Mortgage rates decline sharply to 8-month low

By Martin Crutsinger
Associated Press

WASHINGTON — Rates on 30-year mortgages fell sharply this week to the lowest level in eight months, reflecting easing inflation concerns.

Mortgage giant Freddie Mac reported yesterday that 30-year fixed-rate mortgages dipped to 6.24 percent, down from 6.33 percent last week.

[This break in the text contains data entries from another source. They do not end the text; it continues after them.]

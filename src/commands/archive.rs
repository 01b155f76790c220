//! Release archive creation and verification.
//!
//! Archives are produced by `git archive`, detach-signed with gpg, and
//! paired with a `.sha512` checksum file computed in-process.

use anyhow::{bail, Context, Result};
use sha2::{Digest, Sha512};
use std::path::{Path, PathBuf};

use crate::exec::{run_tool, TOOL_TIMEOUT_SECS};
use crate::git::{git_ok, tag_exists};
use crate::registry::Repo;
use crate::walker::for_each_repo;

/// Hex sha512 digest of a file, streamed so large archives do not land in
/// memory whole.
pub fn sha512_file(path: &Path) -> Result<String> {
    let mut file = std::fs::File::open(path)
        .with_context(|| format!("failed to open {}", path.display()))?;
    let mut hasher = Sha512::new();
    std::io::copy(&mut file, &mut hasher)
        .with_context(|| format!("failed to read {}", path.display()))?;
    let digest = hasher.finalize();
    Ok(digest.iter().map(|b| format!("{b:02x}")).collect())
}

fn checksum_path(archive: &Path) -> PathBuf {
    let mut name = archive.as_os_str().to_os_string();
    name.push(".sha512");
    PathBuf::from(name)
}

fn signature_path(archive: &Path) -> PathBuf {
    let mut name = archive.as_os_str().to_os_string();
    name.push(".asc");
    PathBuf::from(name)
}

/// Zips the given tag of each repo into `dest`, signs it, and writes the
/// checksum file.
pub async fn handle_create_archive_command(
    repos: &[&'static Repo],
    tag: &str,
    dest: &Path,
) -> Result<()> {
    std::fs::create_dir_all(dest)
        .with_context(|| format!("failed to create {}", dest.display()))?;
    // The walker changes the working directory per repo, so the destination
    // must be absolute before the walk starts.
    let dest = std::fs::canonicalize(dest)
        .with_context(|| format!("failed to resolve {}", dest.display()))?;

    for_each_repo(repos, |repo| {
        let dest = dest.clone();
        async move {
            if !tag_exists(Path::new("."), tag).await {
                bail!("Tag {} does not exist in {}", tag, repo.repo_name);
            }

            let archive = dest.join(format!("{}-{}.zip", repo.repo_name, tag));
            let archive_str = archive.to_string_lossy().into_owned();
            let prefix = format!("--prefix={}/", repo.repo_name);
            git_ok(&["archive", "--format", "zip", &prefix, "-o", &archive_str, tag]).await?;

            let signature = signature_path(&archive);
            let signature_str = signature.to_string_lossy().into_owned();
            let (signed, _, stderr) = run_tool(
                "gpg",
                Path::new("."),
                &["--armor", "--detach-sig", "--output", &signature_str, &archive_str],
                TOOL_TIMEOUT_SECS,
            )
            .await?;
            if !signed {
                bail!("gpg signing failed for {}: {}", archive.display(), stderr);
            }

            let digest = sha512_file(&archive)?;
            let file_name = archive
                .file_name()
                .map(|n| n.to_string_lossy().into_owned())
                .unwrap_or_else(|| archive_str.clone());
            std::fs::write(checksum_path(&archive), format!("{digest}  {file_name}\n"))
                .with_context(|| format!("failed to write checksum for {}", archive.display()))?;

            println!("🟢 {} archived, signed, and hashed", archive.display());
            Ok(())
        }
    })
    .await
}

/// Verifies the gpg signature and sha512 checksum of each archive file.
/// Fails after checking everything if any archive did not verify.
pub async fn handle_verify_archive_command(archives: &[PathBuf]) -> Result<()> {
    if archives.is_empty() {
        bail!("No archives given. Pass the .zip files to verify.");
    }

    let mut failures = 0;
    for archive in archives {
        match verify_one(archive).await {
            Ok(()) => println!("🟢 {} verified", archive.display()),
            Err(e) => {
                failures += 1;
                println!("🔴 {}: {}", archive.display(), e);
            }
        }
    }

    if failures > 0 {
        bail!("{} of {} archive(s) failed verification", failures, archives.len());
    }
    Ok(())
}

async fn verify_one(archive: &Path) -> Result<()> {
    if !archive.is_file() {
        bail!("archive not found");
    }

    let signature = signature_path(archive);
    let signature_str = signature.to_string_lossy().into_owned();
    let archive_str = archive.to_string_lossy().into_owned();
    let (sig_ok, _, stderr) = run_tool(
        "gpg",
        Path::new("."),
        &["--verify", &signature_str, &archive_str],
        TOOL_TIMEOUT_SECS,
    )
    .await?;
    if !sig_ok {
        bail!("signature verification failed: {}", stderr);
    }

    let checksum_file = checksum_path(archive);
    let recorded = std::fs::read_to_string(&checksum_file)
        .with_context(|| format!("failed to read {}", checksum_file.display()))?;
    let recorded = recorded
        .split_whitespace()
        .next()
        .context("checksum file is empty")?;
    let actual = sha512_file(archive)?;
    if recorded != actual {
        bail!("sha512 mismatch: recorded {recorded}, actual {actual}");
    }
    Ok(())
}

#[cfg(test)]
mod tests {
    use super::*;

    #[test]
    fn sha512_of_known_input() {
        let dir = tempfile::tempdir().expect("tempdir");
        let file = dir.path().join("input.txt");
        std::fs::write(&file, "abc").expect("write");
        assert_eq!(
            sha512_file(&file).expect("hash"),
            "ddaf35a193617abacc417349ae20413112e6fa4e89a97ea20a9eeee64b55d39a\
             2192992a274fc1a836ba3c23a3feebbd454d4423643ce80e2a9ac94fa54ca49f"
        );
    }

    #[test]
    fn sidecar_paths_append_extensions() {
        let archive = Path::new("out/cordova-ios-3.1.0.zip");
        assert_eq!(
            checksum_path(archive),
            Path::new("out/cordova-ios-3.1.0.zip.sha512")
        );
        assert_eq!(
            signature_path(archive),
            Path::new("out/cordova-ios-3.1.0.zip.asc")
        );
    }
}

The decline pushed rates to the lowest level since March 2 when they also stood at 6.24 percent.

Analysts attributed this week's drop to further good news on inflation as both consumer and wholesale prices registered big drops.

"Both long- and short-term mortgage rates fell this week on early signs the threat of inflation may be waning," said Frank Nothaft, chief economist at Freddie Mac.

He said that the falling mortgage rates should help cushion the downturn in housing. Sales have fallen sharply this year after setting records for five consecutive years.

"We've probably seen the worst of the housing slump, although it may not have entirely bottomed out yet," Nothaft said.

The big slump in housing trimmed economic growth by more than 1 percentage point in the third quarter.

All categories of mortgage rates surveyed by Freddie Mac showed declines this week.

Rates on 15-year fixed-rate mortgages, a popular choice for refinancing, averaged 5.94 percent, down from 6.04 percent last week.

Rates on one-year adjustable-rate mortgages dipped to 5.53 percent, down from 5.55 percent last week.

Five-year adjustable rate mortgages dropped to 6.04 percent from 6.08 percent last week.

The mortgage rates do not include add-on fees known as points. All four categories of mortgages carried a nationwide average fee of 0.5 point.

A year ago, 30-year mortgages averaged 6.33 percent, while 15-year mortgages stood at 5.90 percent, one-year ARMs were at 5.20 percent and five-year ARMs at 5.86 percent.